§ ASSIGNMENT
Only one stretch of the records below is wanted: the lines from the one holding "return Err(SetupError::TickOutOfBounds(tick));" through the one holding "<= sqrt_price_x96 <". Return it exactly, both ends included.

### MATERIALS PROVIDED

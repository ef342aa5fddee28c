use alloy_primitives::{U160, U256};
use navpool_core::{Result, SetupError};

pub const MIN_TICK: i32 = -887272;
pub const MAX_TICK: i32 = -MIN_TICK;

/// `get_sqrt_ratio_at_tick(MIN_TICK)`
pub const MIN_SQRT_RATIO: U256 = U256::from_limbs([4295128739, 0, 0, 0]);
/// `get_sqrt_ratio_at_tick(MAX_TICK)`
pub const MAX_SQRT_RATIO: U256 =
    U256::from_limbs([6743328256752651558, 17280870778742802505, 4294805859, 0]);

/// `2^128 / sqrt(1.0001)^(2^i)` in Q128.128 for bits 0x2 through 0x80000
const TICK_FACTORS: [u128; 19] = [
    0xfff97272373d413259a46990580e213a,
    0xfff2e50f5f656932ef12357cf3c7fdcc,
    0xffe5caca7e10e4e61c3624eaa0941cd0,
    0xffcb9843d60f6159c9db58835c926644,
    0xff973b41fa98c081472e6896dfb254c0,
    0xff2ea16466c96a3843ec78b326b52861,
    0xfe5dee046a99a2a811c461f1969c3053,
    0xfcbe86c7900a88aedcffc83b479aa3a4,
    0xf987a7253ac413176f2b074cf7815e54,
    0xf3392b0822b70005940c7a398e4b70f3,
    0xe7159475a2c29b7443b29c7fa6e889d9,
    0xd097f3bdfd2022b8845ad8f792aa5825,
    0xa9f746462d870fdf8a65dc1f90e061e5,
    0x70d869a156d2a1b890bb3df62baf32f7,
    0x31be135f97d08fd981231505542fcfa6,
    0x09aa508b5b7a84e1c677de54f3e99bc9,
    0x005d6af8dedb81196699c329225ee604,
    0x00002216e584f5fa1ea926041bedfe98,
    0x00000000048a170391f7dc42444e8fa2,
];

/// Returns `sqrt(1.0001^tick) * 2^96` rounded up, as the pool manager computes it.
pub fn get_sqrt_ratio_at_tick(tick: i32) -> Result<U160> {
    if !(MIN_TICK..=MAX_TICK).contains(&tick) {
        return Err(SetupError::TickOutOfBounds(tick));
    }
    Ok(U160::from(sqrt_ratio_at_tick(tick)))
}

/// Returns the greatest tick whose sqrt ratio is `<= sqrt_price_x96`.
///
/// Valid for `MIN_SQRT_RATIO <= sqrt_price_x96 < MAX_SQRT_RATIO`.
pub fn get_tick_at_sqrt_ratio(sqrt_price_x96: U160) -> Result<i32> {
    let price = U256::from(sqrt_price_x96);
    if price < MIN_SQRT_RATIO || price >= MAX_SQRT_RATIO {
        return Err(SetupError::PriceOutOfBounds(price));
    }

    let mut low = MIN_TICK;
    let mut high = MAX_TICK;
    while low < high {
        let mid = low + (high - low + 1) / 2;
        if sqrt_ratio_at_tick(mid) <= price {
            low = mid;
        } else {
            high = mid - 1;
        }
    }
    Ok(low)
}

/// Smallest tick that is a multiple of `tick_spacing`
pub fn min_usable_tick(tick_spacing: i32) -> i32 {
    (MIN_TICK / tick_spacing) * tick_spacing
}

/// Largest tick that is a multiple of `tick_spacing`
pub fn max_usable_tick(tick_spacing: i32) -> i32 {
    (MAX_TICK / tick_spacing) * tick_spacing
}

fn sqrt_ratio_at_tick(tick: i32) -> U256 {
    let abs_tick = tick.unsigned_abs();

    let mut ratio = if abs_tick & 0x1 != 0 {
        U256::from(0xfffcb933bd6fad37aa2d162d1a594001u128)
    } else {
        U256::from(1u8) << 128
    };

    for (bit, factor) in TICK_FACTORS.iter().enumerate() {
        if abs_tick & (0x2 << bit) != 0 {
            ratio = (ratio * U256::from(*factor)) >> 128;
        }
    }

    if tick > 0 {
        ratio = U256::MAX / ratio;
    }

    // Q128.128 -> Q64.96, rounding up
    let remainder = ratio & U256::from(u32::MAX);
    let shifted = ratio >> 32;
    if remainder.is_zero() {
        shifted
    } else {
        shifted + U256::from(1u8)
    }
}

######

§ TASK ANSWER
        return Err(SetupError::TickOutOfBounds(tick));
    }
    Ok(U160::from(sqrt_ratio_at_tick(tick)))
}

/// Returns the greatest tick whose sqrt ratio is `<= sqrt_price_x96`.
///
/// Valid for `MIN_SQRT_RATIO <= sqrt_price_x96 < MAX_SQRT_RATIO`.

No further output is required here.